Last week, we had advised investors to go long on the Nifty future, while keeping the stop-loss at 5990 level. We had also presented another strategy – buying the Nifty 6100 call. Both these strategies would have resulted in handsome profits.

Outlook

The undertone still remains bullish. However, the Nifty January future might face severe resistance this week as it entered the overbought zone and may weaken sharply. While it faces minor support at 6190, a dip below that level could take it to 6045 initially and even to 5850 levels later. The Nifty January future faces strong resistance at 6300.

Recommendation

The probability of the Nifty future dipping below 6000 appears high this week. We advise investors to go short on Nifty futures, keeping the stop-loss at 6300. Alternatively, investors could also consider buying Nifty 6100-call which is ruling at Rs 161.05. While the maximum loss in this strategy could be the premium paid, the potential for gain is unlimited.

Implied volatility

Implied volatility (IV) of puts and calls rose from the previous week’s levels. While puts IV increased to 30 per cent (24 per cent), calls IV rose to 30 per cent (26 per cent). The jump in volatility indicates that market might witness volatile trading patterns.

Put/call ratio

While volume-wide PCR increased to 1.40 (1.27), open interest wide PCR decreased to 1.48 against last week’s levels of 1.55. This suggests that several puts positions were squared-off on Friday, even as the markets rose quite sharply.

Stock futures

Sesa Goa (Rs 3,796.7): Expecting a positive break-out in the stock, we had advised investors to go long on the Sesa Goa January future. For those who had adopted our strategy, the position would have been profitable, as the stock hit our target price.
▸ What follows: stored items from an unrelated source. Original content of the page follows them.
//! Per-session performance summaries for the diagnostics document.

use chrono::{DateTime, Utc};
use serde::{Deserialize, Serialize};

use crate::event::{Recorded, RenderEvent};
use crate::id::{EventId, SessionId};
use crate::overlay::slowest_render;
use crate::session::{RuntimeSnapshot, Session};

/// Event family grouped in a waterfall.
#[derive(Debug, Clone, Copy, PartialEq, Eq, Serialize, Deserialize)]
#[serde(rename_all = "kebab-case")]
pub enum WaterfallKind {
    Fetch,
    ServerAction,
    Render,
}

/// One bar in a waterfall group.
#[derive(Debug, Clone, PartialEq, Serialize, Deserialize)]
#[serde(rename_all = "camelCase")]
pub struct WaterfallEntry {
    pub id: EventId,
    pub label: String,
    #[serde(with = "chrono::serde::ts_milliseconds")]
    pub started_at: DateTime<Utc>,
    pub duration_ms: f64,
}

/// Events of one kind within a session, with their summed duration.
#[derive(Debug, Clone, PartialEq, Serialize, Deserialize)]
#[serde(rename_all = "camelCase")]
pub struct WaterfallGroup {
    pub kind: WaterfallKind,
    pub total_duration_ms: f64,
    pub entries: Vec<WaterfallEntry>,
}

impl WaterfallGroup {
    fn new(kind: WaterfallKind, entries: Vec<WaterfallEntry>) -> Option<Self> {
        if entries.is_empty() {
            return None;
        }
        let total_duration_ms = entries.iter().map(|e| e.duration_ms).sum();
        Some(Self {
            kind,
            total_duration_ms,
            entries,
        })
    }
}

/// Derived timing figures for one session.
#[derive(Debug, Clone, PartialEq, Serialize, Deserialize)]
#[serde(rename_all = "camelCase")]
pub struct SessionPerformance {
    pub session_id: SessionId,
    pub route: String,
    pub total_server_render_ms: f64,
    /// Span between the earliest and latest streaming phase marker.
    pub total_streaming_ms: f64,
    pub slowest_render: Option<Recorded<RenderEvent>>,
    pub suspense_boundary_count: usize,
    pub waterfall: Vec<WaterfallGroup>,
}

impl SessionPerformance {
    #[must_use]
    pub fn from_session(session: &Session) -> Self {
        Self {
            session_id: session.id.clone(),
            route: session.route.clone(),
            total_server_render_ms: session.renders.iter().map(|r| r.event.duration_ms).sum(),
            total_streaming_ms: streaming_span_ms(session),
            slowest_render: slowest_render(&session.renders).cloned(),
            suspense_boundary_count: session.suspense.len(),
            waterfall: waterfall(session),
        }
    }
}

/// Performance figures for every retained session, most recent first.
#[derive(Debug, Clone, PartialEq, Default, Serialize, Deserialize)]
#[serde(rename_all = "camelCase")]
pub struct PerformanceSnapshot {
    pub sessions: Vec<SessionPerformance>,
}

impl PerformanceSnapshot {
    #[must_use]
    pub fn from_runtime(snapshot: &RuntimeSnapshot) -> Self {
        Self {
            sessions: snapshot
                .sessions
                .iter()
                .map(SessionPerformance::from_session)
                .collect(),
        }
    }
}

fn streaming_span_ms(session: &Session) -> f64 {
    let mut stamps = session.streaming.iter().map(|s| s.event.timestamp);
    let Some(first) = stamps.next() else {
        return 0.0;
    };
    let (min, max) = stamps.fold((first, first), |(lo, hi), t| (lo.min(t), hi.max(t)));
    (max - min).num_milliseconds() as f64
}

fn waterfall(session: &Session) -> Vec<WaterfallGroup> {
    let fetches = session
        .fetches
        .iter()
        .map(|f| WaterfallEntry {
            id: f.id.clone(),
            label: format!("{} {}", f.event.method, f.event.url),
            started_at: f.event.started_at,
            duration_ms: f.event.duration_ms,
        })
        .collect();

    let actions = session
        .server_actions
        .iter()
        .map(|a| WaterfallEntry {
            id: a.id.clone(),
            label: a.event.name.clone(),
            started_at: a.event.started_at,
            duration_ms: a.event.execution_ms,
        })
        .collect();

    let renders = session
        .renders
        .iter()
        .map(|r| WaterfallEntry {
            id: r.id.clone(),
            label: r.event.label().to_string(),
            started_at: r.event.started_at,
            duration_ms: r.event.duration_ms,
        })
        .collect();

    [
        WaterfallGroup::new(WaterfallKind::Fetch, fetches),
        WaterfallGroup::new(WaterfallKind::ServerAction, actions),
        WaterfallGroup::new(WaterfallKind::Render, renders),
    ]
    .into_iter()
    .flatten()
    .collect()
}

#[cfg(test)]
mod tests {
    use super::*;
    use crate::event::{FetchEvent, StreamingEvent, StreamingPhase};
    use chrono::Duration;

    fn session() -> Session {
        Session::new(SessionId::new("session_perf"), "/feed")
    }

    #[test]
    fn test_empty_session_is_neutral() {
        let perf = SessionPerformance::from_session(&session());
        assert_eq!(perf.total_server_render_ms, 0.0);
        assert_eq!(perf.total_streaming_ms, 0.0);
        assert!(perf.slowest_render.is_none());
        assert!(perf.waterfall.is_empty());
    }

    #[test]
    fn test_render_totals_and_slowest() {
        let mut s = session();
        for (i, d) in [40.0, 120.0, 15.0].into_iter().enumerate() {
            s.renders.push(Recorded::new(
                EventId::new(format!("render_{i}")),
                RenderEvent::new(Some(format!("C{i}")), d),
            ));
        }
        let perf = SessionPerformance::from_session(&s);
        assert_eq!(perf.total_server_render_ms, 175.0);
        assert_eq!(perf.slowest_render.unwrap().event.label(), "C1");
    }

    #[test]
    fn test_streaming_span() {
        let mut s = session();
        let start = Utc::now();
        let phases = [
            (StreamingPhase::Shell, 0),
            (StreamingPhase::Data, 120),
            (StreamingPhase::Complete, 300),
        ];
        for (i, (phase, offset)) in phases.into_iter().enumerate() {
            s.streaming.push(Recorded::new(
                EventId::new(format!("stream_{i}")),
                StreamingEvent {
                    route: None,
                    phase,
                    timestamp: start + Duration::milliseconds(offset),
                },
            ));
        }
        assert_eq!(SessionPerformance::from_session(&s).total_streaming_ms, 300.0);
    }

    #[test]
    fn test_waterfall_groups_by_kind() {
        let mut s = session();
        let mut a = FetchEvent::new("/a", "GET");
        a.duration_ms = 100.0;
        let mut b = FetchEvent::new("/b", "POST");
        b.duration_ms = 50.0;
        s.fetches.push(Recorded::new(EventId::new("fetch_a"), a));
        s.fetches.push(Recorded::new(EventId::new("fetch_b"), b));
        s.renders.push(Recorded::new(
            EventId::new("render_a"),
            RenderEvent::new(Some("Page".to_string()), 30.0),
        ));

        let groups = SessionPerformance::from_session(&s).waterfall;
        assert_eq!(groups.len(), 2);
        assert_eq!(groups[0].kind, WaterfallKind::Fetch);
        assert_eq!(groups[0].total_duration_ms, 150.0);
        assert_eq!(groups[0].entries[1].label, "POST /b");
        assert_eq!(groups[1].kind, WaterfallKind::Render);
    }

    #[test]
    fn test_snapshot_covers_every_session() {
        let snapshot = RuntimeSnapshot {
            sessions: vec![session(), session()],
            active_session_id: None,
            last_updated: Utc::now(),
        };
        assert_eq!(PerformanceSnapshot::from_runtime(&snapshot).sessions.len(), 2);
    }
}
NTPC (Rs 271.45): The stock is meeting with strong resistance at Rs 278 and finds support at 245. After hitting the resistance last week, the stock turned weak on Friday. We expect the negative trend to continue and this might take the stock to its support. We advise investors to consider shorting NTPC while keeping the stop-loss at Rs 280. Risk-averse investors could avoid this strategy, as the market lot is 1625 units per contract.

Infosys (Rs 1694.1): With an impending earnings announcement on January 11, Infosys may adopt a clear direction, either on the positive or negative side this week. Investors can consider a straddle strategy on Infosys, by buying the 1710-strike. While 1710 call is quoting at 91.4, the put is quoting at 93.5. The maximum loss in this strategy would be the premium paid, while the profit is unlimited. The profit would be higher if the stock price moves swiftly in one direction.

FIIs trend

Cumulative FII positions as a percentage of gross market positions on the derivative segment as on January 3 were 36.43 per cent (39.26 per cent on December 27).

FIIs continued their selling last week as well in the F&O segment, particularly in stock futures. However, they remained net buyers in index options, suggesting that they expect volatile conditions to be in force. They now hold index futures worth Rs 21,722.35 crore (Rs 20,812.38 crore) and stock futures worth Rs 52,615.36 crore (Rs 49,220.34 crore). This indicates that they have added fresh short positions on index as well as stock futures.